RECORDS PROVIDED –
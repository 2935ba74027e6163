//! Plan dumps, global-filter plumbing, and the termwise hoist seen
//! through the public blueprint API.

use std::cell::RefCell;
use std::rc::Rc;

use marlin_bitvec::BitVector;
use marlin_queryeval::blueprint::{plan_string, plan_value, Blueprint, FilterConstraint};
use marlin_queryeval::fake::{FakeBlueprint, FakeResult};
use marlin_queryeval::global_filter::GlobalFilter;
use marlin_queryeval::leaf_blueprints::EmptyBlueprint;
use marlin_queryeval::{IntermediateBlueprint, SearchIterator};
use marlin_types::{DocId, FieldSpec, MatchDataLayout, SharedMatchData};

fn fake_term(field_id: u32, handle: u32, docs: &[DocId]) -> Box<dyn Blueprint> {
    let mut result = FakeResult::new();
    for &doc in docs {
        result = result.doc(doc).elem(0).pos(0);
    }
    Box::new(FakeBlueprint::new(
        FieldSpec::new("f", field_id, handle, false),
        result,
    ))
}

#[test]
fn plan_dump_includes_structure() {
    let mut and = IntermediateBlueprint::and();
    and.add_child(fake_term(0, 0, &[1, 2]));
    and.add_child(fake_term(0, 1, &[2, 3]));
    and.set_docid_limit(50);
    let dump = plan_value(&and);
    assert_eq!(dump["class"], "AndBlueprint");
    assert_eq!(dump["children"][0]["class"], "FakeBlueprint");
    assert_eq!(dump["estimate"]["est_hits"], 2);
    assert_eq!(dump["docid_limit"], 50);
    let printed = plan_string(&and);
    assert!(printed.contains("AndBlueprint"));
    assert!(printed.contains("est_hits"));
}

#[test]
fn termwise_hoist_wraps_unranked_children() {
    let mut layout = MatchDataLayout::new();
    let a = layout.alloc_term_field(0);
    let b = layout.alloc_term_field(0);
    let md: SharedMatchData = layout.create_shared_match_data();
    // ranking does not read these rows, and the query asks for
    // termwise evaluation aggressively
    md.borrow_mut().term_field_mut(a).set_not_needed(true);
    md.borrow_mut().term_field_mut(b).set_not_needed(true);
    md.borrow_mut().set_termwise_limit(0.0);

    let mut and = IntermediateBlueprint::and();
    and.add_child(fake_term(0, a, &[1, 2, 4]));
    and.add_child(fake_term(0, b, &[2, 4, 9]));
    and.set_docid_limit(20);

    let mut it = and.create_search(&md, true);
    assert_eq!(it.name(), "TermwiseSearch");
    it.init_range(1, 20);
    let mut hits = Vec::new();
    let mut doc = 1;
    while doc < 20 {
        if it.seek(doc) {
            hits.push(doc);
        }
        doc = (doc + 1).max(it.doc_id());
    }
    assert_eq!(hits, vec![2, 4]);
}

#[test]
fn termwise_hoist_skips_ranked_children() {
    let mut layout = MatchDataLayout::new();
    let a = layout.alloc_term_field(0);
    let b = layout.alloc_term_field(0);
    let md: SharedMatchData = layout.create_shared_match_data();
    md.borrow_mut().set_termwise_limit(0.0);
    // rows stay needed: no hoisting allowed

    let mut and = IntermediateBlueprint::and();
    and.add_child(fake_term(0, a, &[1, 2, 4]));
    and.add_child(fake_term(0, b, &[2, 4, 9]));
    and.set_docid_limit(20);

    let it = and.create_search(&md, true);
    assert_eq!(it.name(), "AndSearchStrict");
}

/// Leaf standing in for an approximate-NN term: it requests the global
/// filter and records what it receives.
#[derive(Debug)]
struct FilterProbe {
    core: EmptyBlueprint,
    wants: bool,
    received: Rc<RefCell<Option<u32>>>,
}

impl Blueprint for FilterProbe {
    fn state(&self) -> marlin_queryeval::State {
        let mut state = self.core.state();
        state.set_estimate(marlin_queryeval::HitEstimate::new(1, false));
        state.set_want_global_filter(self.wants);
        state
    }

    fn docid_limit(&self) -> DocId {
        self.core.docid_limit()
    }

    fn set_docid_limit(&mut self, limit: DocId) {
        self.core.set_docid_limit(limit);
    }

    fn source_id(&self) -> u32 {
        self.core.source_id()
    }

    fn set_source_id(&mut self, source_id: u32) {
        self.core.set_source_id(source_id);
    }

    fn set_global_filter(&mut self, filter: &GlobalFilter, _estimated_hit_ratio: f64) {
        let count = filter.bits().map_or(0, |bits| bits.count_bits());
        *self.received.borrow_mut() = Some(count);
    }

    fn create_search(
        &self,
        _match_data: &SharedMatchData,
        _strict: bool,
    ) -> marlin_queryeval::SearchIteratorBox {
        Box::new(marlin_queryeval::empty_search::EmptySearch::new())
    }

    fn create_filter_search(
        &self,
        _strict: bool,
        _constraint: FilterConstraint,
    ) -> marlin_queryeval::SearchIteratorBox {
        Box::new(marlin_queryeval::empty_search::EmptySearch::new())
    }

    fn class_name(&self) -> &'static str {
        "FilterProbe"
    }
}

#[test]
fn global_filter_reaches_requesting_leaves_only() {
    let wanted = Rc::new(RefCell::new(None));
    let unwanted = Rc::new(RefCell::new(None));
    let mut and = IntermediateBlueprint::and();
    and.add_child(Box::new(FilterProbe {
        core: EmptyBlueprint::new(),
        wants: true,
        received: wanted.clone(),
    }));
    and.add_child(Box::new(FilterProbe {
        core: EmptyBlueprint::new(),
        wants: false,
        received: unwanted.clone(),
    }));

    assert!(and.state().want_global_filter());
    let filter = GlobalFilter::from_bits(Rc::new(BitVector::from_bits(1, 10, &[2, 5])));
    let mut tree: Box<dyn Blueprint> = Box::new(and);
    tree.set_global_filter(&filter, 0.5);
    assert_eq!(*wanted.borrow(), Some(2));
    assert_eq!(*unwanted.borrow(), None);
}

INSTRUCTIONS FOR THE TASK – Search the records above for "FieldSpec" and copy every line that has it.

ANSWER BOX –
use marlin_types::{DocId, FieldSpec, MatchDataLayout, SharedMatchData};
        FieldSpec::new("f", field_id, handle, false),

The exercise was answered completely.